## WORK REQUIRED
Reproduce word for word the lines between those holding "client_version, server_version" and "let changed_props = changed_props(old_node, node);", inclusive, and nothing else from the data below.

## GIVEN DATA
========================================

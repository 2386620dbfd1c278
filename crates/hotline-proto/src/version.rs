use semver::Version;

/// Result of comparing a client's protocol version against the server's.
#[derive(Debug, Clone, PartialEq, Eq)]
pub enum VersionCompatibility {
    Compatible,
    Incompatible { reason: String },
}

impl VersionCompatibility {
    pub fn is_compatible(&self) -> bool {
        matches!(self, VersionCompatibility::Compatible)
    }
}

/// Semantic compatibility rule: a differing major version is incompatible,
/// any other difference is fine. Versions that do not parse are rejected.
pub fn check_version(client: &str, server: &str) -> VersionCompatibility {
    let client_version = match Version::parse(client.trim()) {
        Ok(version) => version,
        Err(err) => {
            return VersionCompatibility::Incompatible {
                reason: format!("unparseable client version {client:?}: {err}"),
            }
        }
    };
    let server_version = match Version::parse(server.trim()) {
        Ok(version) => version,
        Err(err) => {
            return VersionCompatibility::Incompatible {
                reason: format!("unparseable server version {server:?}: {err}"),
            }
        }
    };

    if client_version.major != server_version.major {
        VersionCompatibility::Incompatible {
            reason: format!(
                "client protocol {} is not compatible with server protocol {}",
                client_version, server_version
            ),
        }
    } else {
        VersionCompatibility::Compatible
    }
}
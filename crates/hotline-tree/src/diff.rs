use serde::{Deserialize, Serialize};
use std::collections::BTreeSet;

use crate::node::{RenderNode, RenderTree};

/// A node present in both versions whose type or property mapping differs.
/// Carries the full new node rather than a nested diff.
#[derive(Debug, Clone, PartialEq, Serialize, Deserialize)]
#[serde(rename_all = "camelCase")]
pub struct ModifiedNode {
    pub id: String,
    pub changed_props: Vec<String>,
    pub node: RenderNode,
}

/// Minimal edit set between two tree versions. The id sets partition:
/// no id appears in more than one bucket, unchanged nodes in none.
#[derive(Debug, Clone, Default, PartialEq, Serialize, Deserialize)]
pub struct TreeDelta {
    pub added: Vec<RenderNode>,
    pub removed: Vec<String>,
    pub modified: Vec<ModifiedNode>,
}

impl TreeDelta {
    pub fn is_empty(&self) -> bool {
        self.added.is_empty() && self.removed.is_empty() && self.modified.is_empty()
    }

    /// Total number of changed nodes, the input to the full-vs-incremental
    /// size policy.
    pub fn change_count(&self) -> usize {
        self.added.len() + self.removed.len() + self.modified.len()
    }
}

/// Structural diff of two tree versions, walking by node id.
///
/// Added and modified entries follow the new tree's document order, removed
/// ids the old tree's. Added nodes are carried whole so the receiver can
/// materialize them without a second round trip.
pub fn diff(old: &RenderTree, new: &RenderTree) -> TreeDelta {
    let old_index = old.index();
    let new_index = new.index();

    let mut delta = TreeDelta::default();

    for node in new.walk() {
        match old_index.get(node.id.as_str()) {
            None => delta.added.push(node.clone()),
            Some(old_node) => {
                let changed_props = changed_props(old_node, node);
                if old_node.kind != node.kind || !changed_props.is_empty() {
                    delta.modified.push(ModifiedNode {
                        id: node.id.clone(),
                        changed_props,
                        node: node.clone(),
                    });
                }
            }
        }
    }

    for node in old.walk() {
        if !new_index.contains_key(node.id.as_str()) {
            delta.removed.push(node.id.clone());
        }
    }

    delta
}

/// Property names added, removed, or changed in value between two versions
/// of the same node, in a stable order.
fn changed_props(old: &RenderNode, new: &RenderNode) -> Vec<String> {
    let names: BTreeSet<&str> = old
        .props
        .keys()
        .chain(new.props.keys())
        .map(String::as_str)
        .collect();

    names
        .into_iter()
        .filter(|name| old.props.get(*name) != new.props.get(*name))
        .map(str::to_string)
        .collect()
}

========================================

## SOLUTION
                client_version, server_version
            ),
        }
    } else {
        VersionCompatibility::Compatible
    }
}
filename crates/hotline-tree/src/diff.rs
use serde::{Deserialize, Serialize};
use std::collections::BTreeSet;

use crate::node::{RenderNode, RenderTree};

/// A node present in both versions whose type or property mapping differs.
/// Carries the full new node rather than a nested diff.
#[derive(Debug, Clone, PartialEq, Serialize, Deserialize)]
#[serde(rename_all = "camelCase")]
pub struct ModifiedNode {
    pub id: String,
    pub changed_props: Vec<String>,
    pub node: RenderNode,
}

/// Minimal edit set between two tree versions. The id sets partition:
/// no id appears in more than one bucket, unchanged nodes in none.
#[derive(Debug, Clone, Default, PartialEq, Serialize, Deserialize)]
pub struct TreeDelta {
    pub added: Vec<RenderNode>,
    pub removed: Vec<String>,
    pub modified: Vec<ModifiedNode>,
}

impl TreeDelta {
    pub fn is_empty(&self) -> bool {
        self.added.is_empty() && self.removed.is_empty() && self.modified.is_empty()
    }

    /// Total number of changed nodes, the input to the full-vs-incremental
    /// size policy.
    pub fn change_count(&self) -> usize {
        self.added.len() + self.removed.len() + self.modified.len()
    }
}

/// Structural diff of two tree versions, walking by node id.
///
/// Added and modified entries follow the new tree's document order, removed
/// ids the old tree's. Added nodes are carried whole so the receiver can
/// materialize them without a second round trip.
pub fn diff(old: &RenderTree, new: &RenderTree) -> TreeDelta {
    let old_index = old.index();
    let new_index = new.index();

    let mut delta = TreeDelta::default();

    for node in new.walk() {
        match old_index.get(node.id.as_str()) {
            None => delta.added.push(node.clone()),
            Some(old_node) => {
                let changed_props = changed_props(old_node, node);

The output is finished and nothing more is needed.